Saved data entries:

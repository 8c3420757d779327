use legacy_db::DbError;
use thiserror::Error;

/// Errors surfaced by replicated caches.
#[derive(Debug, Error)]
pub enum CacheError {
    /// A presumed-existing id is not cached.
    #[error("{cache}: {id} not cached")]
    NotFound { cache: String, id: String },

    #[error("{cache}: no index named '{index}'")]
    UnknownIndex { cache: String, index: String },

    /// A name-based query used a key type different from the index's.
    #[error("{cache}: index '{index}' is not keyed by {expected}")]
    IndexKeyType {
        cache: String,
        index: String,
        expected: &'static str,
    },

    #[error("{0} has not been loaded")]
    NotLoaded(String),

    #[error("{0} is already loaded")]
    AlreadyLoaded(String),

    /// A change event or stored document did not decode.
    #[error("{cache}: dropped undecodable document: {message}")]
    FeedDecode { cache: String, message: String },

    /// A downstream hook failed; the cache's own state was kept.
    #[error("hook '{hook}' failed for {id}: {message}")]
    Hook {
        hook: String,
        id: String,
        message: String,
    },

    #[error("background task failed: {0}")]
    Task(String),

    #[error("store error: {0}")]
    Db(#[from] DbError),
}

▶ **What this task involves**
Tally the lines in these entries that have the string "message" in them, then answer with the count and nothing else.

▶ **Result for this task**
4